WORK INSTRUCTIONS: Where does the word "NumberPrototype" occur in the entries below? Copy every line that has it.

DATASET ENTRIES:
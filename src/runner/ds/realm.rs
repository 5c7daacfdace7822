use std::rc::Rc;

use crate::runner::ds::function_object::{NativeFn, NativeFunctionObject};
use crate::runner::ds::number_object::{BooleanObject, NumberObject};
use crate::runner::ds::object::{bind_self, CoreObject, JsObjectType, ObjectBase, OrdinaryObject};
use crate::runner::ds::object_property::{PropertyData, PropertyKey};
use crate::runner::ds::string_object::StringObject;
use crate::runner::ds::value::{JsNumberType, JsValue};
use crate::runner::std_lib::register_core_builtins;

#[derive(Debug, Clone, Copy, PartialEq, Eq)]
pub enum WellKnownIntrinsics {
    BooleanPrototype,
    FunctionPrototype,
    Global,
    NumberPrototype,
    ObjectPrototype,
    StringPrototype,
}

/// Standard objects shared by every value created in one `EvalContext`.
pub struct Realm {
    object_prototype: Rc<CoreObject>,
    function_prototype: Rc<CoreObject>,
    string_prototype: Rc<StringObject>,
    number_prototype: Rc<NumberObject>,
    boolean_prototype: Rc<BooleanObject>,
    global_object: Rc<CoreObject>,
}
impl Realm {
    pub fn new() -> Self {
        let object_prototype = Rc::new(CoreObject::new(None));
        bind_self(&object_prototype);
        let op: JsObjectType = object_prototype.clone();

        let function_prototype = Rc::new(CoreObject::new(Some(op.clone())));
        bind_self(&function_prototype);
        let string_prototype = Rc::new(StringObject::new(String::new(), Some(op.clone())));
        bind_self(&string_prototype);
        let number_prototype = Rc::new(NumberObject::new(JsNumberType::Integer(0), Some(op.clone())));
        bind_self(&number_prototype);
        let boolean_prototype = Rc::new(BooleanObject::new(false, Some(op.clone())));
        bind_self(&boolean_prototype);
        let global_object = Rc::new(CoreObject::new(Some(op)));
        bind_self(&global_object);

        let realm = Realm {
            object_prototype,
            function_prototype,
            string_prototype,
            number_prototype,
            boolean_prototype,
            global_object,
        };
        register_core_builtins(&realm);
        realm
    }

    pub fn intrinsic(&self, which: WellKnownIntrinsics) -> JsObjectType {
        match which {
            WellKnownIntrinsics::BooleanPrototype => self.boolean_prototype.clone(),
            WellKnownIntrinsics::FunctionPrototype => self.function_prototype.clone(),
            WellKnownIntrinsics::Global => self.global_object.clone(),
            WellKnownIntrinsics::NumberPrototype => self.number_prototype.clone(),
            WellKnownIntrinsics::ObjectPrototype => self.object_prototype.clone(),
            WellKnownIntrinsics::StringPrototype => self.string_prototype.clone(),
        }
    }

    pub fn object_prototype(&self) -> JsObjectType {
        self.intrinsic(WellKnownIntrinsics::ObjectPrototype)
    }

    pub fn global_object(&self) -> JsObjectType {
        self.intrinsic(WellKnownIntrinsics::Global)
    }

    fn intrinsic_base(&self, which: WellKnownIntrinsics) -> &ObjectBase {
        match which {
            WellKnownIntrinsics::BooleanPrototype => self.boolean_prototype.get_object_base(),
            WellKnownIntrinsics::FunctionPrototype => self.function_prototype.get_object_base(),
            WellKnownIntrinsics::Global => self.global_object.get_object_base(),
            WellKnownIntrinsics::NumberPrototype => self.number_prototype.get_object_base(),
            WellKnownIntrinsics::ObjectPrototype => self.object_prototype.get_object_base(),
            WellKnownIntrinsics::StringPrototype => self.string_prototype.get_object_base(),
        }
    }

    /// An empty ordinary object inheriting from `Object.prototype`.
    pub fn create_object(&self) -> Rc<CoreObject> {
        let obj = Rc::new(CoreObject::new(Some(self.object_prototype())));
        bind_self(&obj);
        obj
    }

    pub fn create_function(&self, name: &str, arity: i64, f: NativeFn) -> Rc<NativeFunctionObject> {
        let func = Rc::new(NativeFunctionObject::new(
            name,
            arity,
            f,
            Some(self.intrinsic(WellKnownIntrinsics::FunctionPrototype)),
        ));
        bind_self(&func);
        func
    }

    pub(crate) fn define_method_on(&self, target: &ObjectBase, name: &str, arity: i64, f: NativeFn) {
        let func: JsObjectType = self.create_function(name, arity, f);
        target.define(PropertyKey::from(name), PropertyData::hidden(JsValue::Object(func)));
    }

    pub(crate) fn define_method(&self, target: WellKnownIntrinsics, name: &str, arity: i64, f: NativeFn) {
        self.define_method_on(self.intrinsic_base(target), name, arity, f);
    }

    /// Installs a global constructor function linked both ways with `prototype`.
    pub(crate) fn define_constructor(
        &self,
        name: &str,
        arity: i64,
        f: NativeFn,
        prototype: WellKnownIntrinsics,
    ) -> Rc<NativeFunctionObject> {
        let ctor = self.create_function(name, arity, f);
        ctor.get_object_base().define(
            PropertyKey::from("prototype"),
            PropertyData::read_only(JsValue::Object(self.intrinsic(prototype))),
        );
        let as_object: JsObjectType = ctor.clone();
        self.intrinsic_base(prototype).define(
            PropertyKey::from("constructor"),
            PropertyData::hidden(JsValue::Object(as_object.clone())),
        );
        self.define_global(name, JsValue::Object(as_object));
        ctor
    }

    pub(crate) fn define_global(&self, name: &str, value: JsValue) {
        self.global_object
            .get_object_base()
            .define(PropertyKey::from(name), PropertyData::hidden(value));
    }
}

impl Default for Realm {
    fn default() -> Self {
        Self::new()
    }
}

RESPONSE AREA:
    NumberPrototype,
            WellKnownIntrinsics::NumberPrototype => self.number_prototype.clone(),
            WellKnownIntrinsics::NumberPrototype => self.number_prototype.get_object_base(),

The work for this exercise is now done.